La peur d'Imamoğlu chez les membres de l'AKP : « S'il sort de prison... »
La journaliste Nuray Babacan a écrit que les coulisses de l'AKP sont marquées par une grande inquiétude concernant l'emprisonnement d'Imamoğlu. Alors que certains juristes contestent le processus, une mise en garde « silence, s'il vous plaît » a été émise au sein du parti. Il est avancé qu'un responsable de l'AKP aurait déclaré : « S'il sort de prison, nous sommes finis ». Voici les détails...
La chroniqueuse de Nefes, Nuray Babacan, a rapporté dans sa rubrique des évaluations remarquables provenant de l'intérieur de l'AKP.
Selon Babacan, l'incarcération du maire CHP de la municipalité métropolitaine d'Istanbul et candidat à la présidence, Ekrem İmamoğlu, entraîne non seulement l'opposition, mais aussi le parti au pouvoir dans des débats internes.
Arrêté le 19 mars lors d'une opération menée sur des allégations de « corruption », İmamoğlu est en prison depuis près de trois mois. Cependant, selon les informations de coulisses obtenues par Babacan, une partie importante de l'AKP est mal à l'aise face à cette situation.
« S'IL SORT DE PRISON, CE SERA CONTRE NOUS »
Comme le rapporte Babacan dans sa chronique, l'un des hauts responsables de l'AKP a confié à son entourage : « À ce stade, si İmamoğlu sort de prison, cela jouera contre nous, nous sommes finis ».
Il est précisé que cette même personne a également mené des activités de persuasion au sein du parti lors du processus de nomination d'un administrateur judiciaire (kayyum) pour remplacer İmamoğlu. Ces propos indiquent que la perception selon laquelle la libération d'İmamoğlu pourrait créer une rupture politique pour le pouvoir se renforce.
CONTESTATIONS DE LA PART DES JURISTES DE L'AKP
Il a été appris que certains juristes au sein de l'AKP ont également critiqué les décisions d'arrestation et les débats sur la nomination d'un administrateur judiciaire visant İmamoğlu. Babacan a indiqué que ces critiques au sein du parti étaient formulées sur des « bases juridiques » et que certains soutenaient que la nomination d'un administrateur à la municipalité d'Istanbul pourrait entraîner une rupture grave pour le système démocratique.

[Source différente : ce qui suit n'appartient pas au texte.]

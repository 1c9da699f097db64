//! Repository for the append-only `feedback_submissions` table.

use reviewgate_core::feedback::ValidFeedback;
use sqlx::PgPool;

use crate::models::feedback::FeedbackSubmission;

const COLUMNS: &str = "\
    id, business_id, rating, feedback, category, \
    customer_name, email, phone, created_at";

pub struct FeedbackRepo;

impl FeedbackRepo {
    /// Append a validated submission, returning the stored row.
    pub async fn create(
        pool: &PgPool,
        input: &ValidFeedback,
    ) -> Result<FeedbackSubmission, sqlx::Error> {
        let query = format!(
            "INSERT INTO feedback_submissions \
                (business_id, rating, feedback, category, customer_name, email, phone) \
             VALUES ($1, $2, $3, $4, $5, $6, $7) \
             RETURNING {COLUMNS}"
        );
        sqlx::query_as::<_, FeedbackSubmission>(&query)
            .bind(&input.business_id)
            .bind(i16::from(input.rating.value()))
            .bind(&input.feedback)
            .bind(&input.category)
            .bind(&input.customer_name)
            .bind(&input.email)
            .bind(&input.phone)
            .fetch_one(pool)
            .await
    }

    /// List submissions oldest-first, optionally for a single business.
    pub async fn list(
        pool: &PgPool,
        business_id: Option<&str>,
    ) -> Result<Vec<FeedbackSubmission>, sqlx::Error> {
        match business_id {
            Some(id) => {
                let query = format!(
                    "SELECT {COLUMNS} FROM feedback_submissions WHERE business_id = $1 ORDER BY id"
                );
                sqlx::query_as::<_, FeedbackSubmission>(&query)
                    .bind(id)
                    .fetch_all(pool)
                    .await
            }
            None => {
                let query = format!("SELECT {COLUMNS} FROM feedback_submissions ORDER BY id");
                sqlx::query_as::<_, FeedbackSubmission>(&query)
                    .fetch_all(pool)
                    .await
            }
        }
    }
}
//! Feedback validation for low ratings.
//!
//! A [`FeedbackDraft`] is what the customer typed into the form. It becomes
//! a [`ValidFeedback`] only after passing [`validate`], whose rules run in a
//! fixed order and stop at the first failure:
//!
//! 1. trimmed feedback text has at least [`MIN_FEEDBACK_CHARS`] characters
//! 2. a category from the configured [`CategorySet`] is selected
//! 3. a present phone number is 7-15 ASCII digits
//! 4. a present email looks like `local@domain.tld`

use std::sync::LazyLock;

use regex::Regex;
use serde::{Deserialize, Serialize};

use crate::error::CoreError;
use crate::rating::Rating;
use crate::types::BusinessId;

// ---------------------------------------------------------------------------
// Constants
// ---------------------------------------------------------------------------

/// Minimum feedback length in characters, measured after trimming.
pub const MIN_FEEDBACK_CHARS: usize = 20;

/// Message shown once a submission has been accepted.
pub const FEEDBACK_THANKS_MESSAGE: &str =
    "Thank you for your feedback! We’ll use this to improve.";

static PHONE_RE: LazyLock<Regex> =
    LazyLock::new(|| Regex::new(r"^[0-9]{7,15}$").expect("valid regex"));

static EMAIL_RE: LazyLock<Regex> =
    LazyLock::new(|| Regex::new(r"^[^\s@]+@[^\s@]+\.[^\s@]+$").expect("valid regex"));

// ---------------------------------------------------------------------------
// Rejection
// ---------------------------------------------------------------------------

/// The first validator rule a draft failed.
#[derive(Debug, Clone, Copy, PartialEq, Eq, thiserror::Error)]
pub enum Rejection {
    #[error("feedback too short or missing")]
    FeedbackTooShort,

    #[error("category required")]
    CategoryRequired,

    #[error("invalid phone")]
    InvalidPhone,

    #[error("invalid email")]
    InvalidEmail,
}

impl Rejection {
    /// Text shown to the submitter in the blocking alert.
    pub fn alert_message(self) -> &'static str {
        match self {
            Rejection::FeedbackTooShort | Rejection::CategoryRequired => {
                "Please fill in required fields with at least 20 characters of feedback."
            }
            Rejection::InvalidPhone => "Phone number must contain only digits (7–15 characters).",
            Rejection::InvalidEmail => "Please enter a valid email address.",
        }
    }
}

// ---------------------------------------------------------------------------
// Categories
// ---------------------------------------------------------------------------

/// The closed set of feedback categories offered by the form.
///
/// An empty set accepts any non-empty category.
#[derive(Debug, Clone, Default, PartialEq, Eq)]
pub struct CategorySet {
    categories: Vec<String>,
}

impl CategorySet {
    pub fn new<I, S>(categories: I) -> Self
    where
        I: IntoIterator<Item = S>,
        S: Into<String>,
    {
        Self {
            categories: categories
                .into_iter()
                .map(|c| Into::<String>::into(c).trim().to_string())
                .filter(|c| !c.is_empty())
                .collect(),
        }
    }

    /// Parse a comma-separated list such as `"Service,Food,Cleanliness"`.
    pub fn from_csv(list: &str) -> Self {
        Self::new(list.split(','))
    }

    pub fn is_open(&self) -> bool {
        self.categories.is_empty()
    }

    pub fn allows(&self, category: &str) -> bool {
        !category.is_empty() && (self.is_open() || self.categories.iter().any(|c| c == category))
    }

    pub fn as_slice(&self) -> &[String] {
        &self.categories
    }
}

// ---------------------------------------------------------------------------
// Draft / valid feedback
// ---------------------------------------------------------------------------

/// Raw feedback form contents, as submitted.
#[derive(Debug, Clone, Default, PartialEq, Eq, Serialize, Deserialize)]
pub struct FeedbackDraft {
    pub business_id: BusinessId,
    /// The rating that revealed the form. Kept raw so an out-of-range value
    /// is reported as a validation error rather than a decode failure.
    pub rating: i64,
    #[serde(default)]
    pub feedback: String,
    #[serde(default)]
    pub category: String,
    #[serde(default)]
    pub customer_name: Option<String>,
    #[serde(default)]
    pub email: Option<String>,
    #[serde(default)]
    pub phone: Option<String>,
}

/// A submission that passed validation, with every string field trimmed and
/// blank optional fields dropped.
#[derive(Debug, Clone, PartialEq, Eq, Serialize)]
pub struct ValidFeedback {
    pub business_id: BusinessId,
    pub rating: Rating,
    pub feedback: String,
    pub category: String,
    pub customer_name: Option<String>,
    pub email: Option<String>,
    pub phone: Option<String>,
}

/// Trim an optional field, treating blank as absent.
fn present(field: &Option<String>) -> Option<&str> {
    field.as_deref().map(str::trim).filter(|s| !s.is_empty())
}

/// Apply the four validator rules in order; the first failure wins.
pub fn validate(draft: &FeedbackDraft, categories: &CategorySet) -> Result<(), Rejection> {
    if draft.feedback.trim().chars().count() < MIN_FEEDBACK_CHARS {
        return Err(Rejection::FeedbackTooShort);
    }

    if !categories.allows(draft.category.trim()) {
        return Err(Rejection::CategoryRequired);
    }

    if let Some(phone) = present(&draft.phone) {
        if !PHONE_RE.is_match(phone) {
            return Err(Rejection::InvalidPhone);
        }
    }

    if let Some(email) = present(&draft.email) {
        if !EMAIL_RE.is_match(email) {
            return Err(Rejection::InvalidEmail);
        }
    }

    Ok(())
}

/// Turn a draft into a persistable submission.
///
/// The triggering rating must be a low rating (1-3); anything else is a
/// precondition violation since high ratings never reveal the form.
pub fn accept(draft: &FeedbackDraft, categories: &CategorySet) -> Result<ValidFeedback, CoreError> {
    let rating = Rating::new(draft.rating)?;
    if !rating.collects_feedback() {
        return Err(CoreError::Validation(format!(
            "Feedback is only collected for ratings of 3 or lower (got {rating})"
        )));
    }

    validate(draft, categories)?;

    Ok(ValidFeedback {
        business_id: draft.business_id.trim().to_string(),
        rating,
        feedback: draft.feedback.trim().to_string(),
        category: draft.category.trim().to_string(),
        customer_name: present(&draft.customer_name).map(str::to_string),
        email: present(&draft.email).map(str::to_string),
        phone: present(&draft.phone).map(str::to_string),
    })
}

// ---------------------------------------------------------------------------
// Tests
// ---------------------------------------------------------------------------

Cependant, ces objections ont fait l'objet de pressions internes. Selon Babacan, un avertissement de « taisez-vous, ne débattez pas » a été adressé à certains membres de l'AKP issus du milieu juridique. Babacan a précisé que les politiciens au courant du dossier ont fait taire leurs collègues contestataires, ajoutant : « Il est connu que les membres de l'AKP qui connaissent les processus politiques et juridiques sont opposés au processus, même s'ils ne le disent pas ouvertement ».
Outre l'incarcération d'İmamoğlu, il a été rapporté que le procès intenté pour l'annulation du 38e congrès du CHP a également suscité des échos au sein de l'AKP. Le fait qu'un congrès de parti, tenu et approuvé sous la supervision du Haut Conseil électoral, fasse l'objet d'une procédure judiciaire est sérieusement débattu dans les milieux juridiques.